As we reflect on the last 12 months, it’s an understatement to say 2020 is shaping up to be an extraordinary year, and not in a positive sense.
The coronavirus and the resulting shuttering of international travel and many consumer-facing businesses wreaked havoc on several important segments of the B.C. economy. When Statistics Canada tabulates the growth numbers for 2020, it will show an unprecedented downturn, up to twice as deep as the one experienced in the 2008-09 recession. Still, the final economic data is likely to be better than many forecasters feared during the dark days of March and April.
After plunging by 400,000 jobs in the early weeks of the pandemic, employment in the province has almost returned to its pre-COVID level – a near-miraculous turnaround. Six months ago, few thought that employment by late 2020 would be just 1.5% lower than before the virus smashed onto our shores. The rest of Canada has also enjoyed a robust jobs revival, albeit not quite as strong as B.C. By November, Canada-wide employment was still down 3% from February.
Why has the labour market sprung back to life?
Arguably, the principal reason is the massive stimulus engineered by governments and the Bank of Canada. The federal government has rolled out spending equivalent to an eye-watering 17.5% of national GDP to support households, businesses, students, non-profit organizations, and many others besides. The provinces collectively have chipped in another 3% of GDP. Indeed, according to the International Monetary Fund, the quantum of government fiscal stimulus provided in Canada in 2020 exceeds that in any other developed country, in some cases by a wide margin. Adding government spending and transfers equal to 20% of GDP was guaranteed to generate more economic activity and reduce the risk of a collapse of business activity and employment – something that looked to be possible in the spring.
But why has B.C. done better than Canada in restoring jobs? One reason is our greater success in handling the virus, particularly over the summer and early fall.
But that’s not the only reason. Another factor is the high level of spending on capital projects across B.C.
Looking back to 2019 offers some relevant insight. Last year, the provincial economy grew by 2.7%, after inflation. Digging into the data, private sector investment in non-residential structures essentially drove that solid growth performance. Such investment soared to nearly $20 billion in inflation adjusted dollars. In recent years, business investment in non-residential structures has typically run in the $12 billion-to-$14 billion range. But spending on LNG Canada’s massive Kitimat facility and the related Coastal GasLink pipeline, along with the construction of several large office towers and a few other major private sector projects, propelled non-residential investment to a record high last year. That is what kept B.C.’s economy on a respectable growth path leading up to the pandemic.

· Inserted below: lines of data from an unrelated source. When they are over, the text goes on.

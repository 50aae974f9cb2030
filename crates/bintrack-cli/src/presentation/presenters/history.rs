use bintrack_types::{HistoryEntry, HistoryStats, OperationType, parse_server_timestamp};

use crate::presentation::formatters::format_per_case;
use crate::presentation::view_models::{
    CommandResultViewModel, HistoryEntryViewModel, HistoryListViewModel, HistoryStatsViewModel,
    StatusBadge,
};

fn format_time(raw: Option<&str>) -> Option<String> {
    let raw = raw?;
    Some(match parse_server_timestamp(raw) {
        Some(time) => time.format("%Y-%m-%d %H:%M").to_string(),
        None => raw.to_string(),
    })
}

fn arrow<T: PartialEq + ToString>(
    label: &str,
    before: Option<T>,
    after: Option<T>,
) -> Option<String> {
    if before == after {
        return None;
    }
    let show = |v: Option<T>| v.map(|v| v.to_string()).unwrap_or_else(|| "-".to_string());
    Some(format!("{}: {} → {}", label, show(before), show(after)))
}

/// One-line summary of what an entry changed.
pub fn describe_change(entry: &HistoryEntry) -> String {
    match entry.operation {
        OperationType::Create => format!("created with {} cases", entry.new_cases.unwrap_or(0)),
        OperationType::Delete => format!("removed ({} cases)", entry.previous_cases.unwrap_or(0)),
        OperationType::Adjust => {
            let delta = entry.adjustment.unwrap_or_else(|| {
                entry.new_cases.unwrap_or(0) - entry.previous_cases.unwrap_or(0)
            });
            format!(
                "{:+} cases ({} → {})",
                delta,
                entry.previous_cases.unwrap_or(0),
                entry.new_cases.unwrap_or(0)
            )
        }
        OperationType::Update => {
            let parts: Vec<String> = [
                arrow("bin", entry.previous_bin.clone(), entry.new_bin.clone()),
                arrow("upc", entry.previous_upc.clone(), entry.new_upc.clone()),
                arrow("cases", entry.previous_cases, entry.new_cases),
                arrow(
                    "per case",
                    entry.previous_unit_qty.map(format_per_case),
                    entry.new_unit_qty.map(format_per_case),
                ),
            ]
            .into_iter()
            .flatten()
            .collect();

            if parts.is_empty() {
                "no field changes".to_string()
            } else {
                parts.join(", ")
            }
        }
    }
}

pub fn present_history(
    entries: &[HistoryEntry],
    limit: u32,
) -> CommandResultViewModel<HistoryListViewModel> {
    let rows = entries
        .iter()
        .map(|entry| HistoryEntryViewModel {
            history_id: entry.history_id,
            record_id: entry.record_id.get(),
            operation: entry.operation,
            time: format_time(entry.timestamp.as_deref()),
            user: entry.username.clone(),
            product: entry.product_label().to_string(),
            bin: entry.bin_label().to_string(),
            change: describe_change(entry),
            notes: entry.notes.clone().filter(|n| !n.trim().is_empty()),
        })
        .collect::<Vec<_>>();

    let count = rows.len();
    let result = CommandResultViewModel::new(HistoryListViewModel {
        limit,
        entries: rows,
    });

    if count == 0 {
        result.with_badge(StatusBadge::info("No history entries"))
    } else if count as u32 >= limit {
        result.with_badge(StatusBadge::warning(format!(
            "Showing the latest {} entries (limit reached)",
            count
        )))
    } else {
        result.with_badge(StatusBadge::success(format!("{} history entries", count)))
    }
}

pub fn present_history_stats(
    stats: &HistoryStats,
) -> CommandResultViewModel<HistoryStatsViewModel> {
    let content = HistoryStatsViewModel {
        total_operations: stats.total_operations,
        creates: stats.creates.unwrap_or(0),
        updates: stats.updates.unwrap_or(0),
        adjustments: stats.adjustments.unwrap_or(0),
        deletes: stats.deletes.unwrap_or(0),
        unique_users: stats.unique_users,
        earliest: format_time(stats.earliest_operation.as_deref()),
        latest: format_time(stats.latest_operation.as_deref()),
    };
    CommandResultViewModel::new(content).with_badge(StatusBadge::info("Audit trail"))
}
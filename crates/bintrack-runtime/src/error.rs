use bintrack_client::ClientError;
use std::fmt;

/// Result type for bintrack-runtime operations
pub type Result<T> = std::result::Result<T, Error>;

/// Error types that can occur in the runtime layer
#[derive(Debug)]
pub enum Error {
    /// The inventory server rejected or failed a request
    Api(ClientError),

    /// IO operation failed
    Io(std::io::Error),

    /// Configuration error
    Config(String),

    /// Input failed client-side validation; no request was sent
    Validation(String),

    /// Referenced record is not in the current snapshot
    NotFound(String),
}

impl Error {
    pub fn validation(message: impl Into<String>) -> Self {
        Error::Validation(message.into())
    }

    pub fn is_auth_required(&self) -> bool {
        matches!(self, Error::Api(err) if err.is_auth_required())
    }

    pub fn is_needs_config(&self) -> bool {
        matches!(self, Error::Api(err) if err.is_needs_config())
    }
}

impl fmt::Display for Error {
    fn fmt(&self, f: &mut fmt::Formatter<'_>) -> fmt::Result {
        match self {
            Error::Api(err) => write!(f, "{}", err),
            Error::Io(err) => write!(f, "IO error: {}", err),
            Error::Config(msg) => write!(f, "Configuration error: {}", msg),
            Error::Validation(msg) | Error::NotFound(msg) => f.write_str(msg),
        }
    }
}

impl std::error::Error for Error {
    fn source(&self) -> Option<&(dyn std::error::Error + 'static)> {
        match self {
            Error::Api(err) => Some(err),
            Error::Io(err) => Some(err),
            Error::Config(_) | Error::Validation(_) | Error::NotFound(_) => None,
        }
    }
}

impl From<ClientError> for Error {
    fn from(err: ClientError) -> Self {
        Error::Api(err)
    }
}

impl From<std::io::Error> for Error {
    fn from(err: std::io::Error) -> Self {
        Error::Io(err)
    }
}

impl From<toml::de::Error> for Error {
    fn from(err: toml::de::Error) -> Self {
        Error::Config(err.to_string())
    }
}

impl From<toml::ser::Error> for Error {
    fn from(err: toml::ser::Error) -> Self {
        Error::Config(err.to_string())
    }
}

Even as investment on non-residential structures delivered an unprecedented lift, accounting for two full percentage points of real GDP growth last year, expenditures in all other categories combined provided just seven-tenths of a percentage point of growth. Normally, the contribution to GDP growth from non-residential investment hovers at less than half a point. Last year, the figure reached two percentage points. Thus, new construction activity related to “once-in-several-generations” capital projects was the dominant factor behind B.C.’s healthy overall economic growth rate in 2019.
In 2020, private-sector capital projects have also helped to underpin B.C.’s economy and bolstered the recovery that started late in the spring. Investments that fall in the domain of the public sector – which includes roads, hospitals and schools, but also Site C and now the Trans Mountain Expansion Project – have also contributed.
As we look to 2021 and policy-makers ponder how to ensure further economic healing, it is important to understand that the massive government fiscal injections that have played a vital role in sustaining household finances and keeping businesses afloat can’t and won’t persist indefinitely. In fact, they will begin to wind down by next spring. In that context, the B.C. government needs to ensure that project approval and permitting processes and other aspects of the policy environment are conducive to continued high levels of private sector investment across all of the key sectors of our economy. •
Jock Finlayson is the Business Council of British Columbia’s executive vice-president and chief policy officer; Ken Peacock is the council’s chief economist.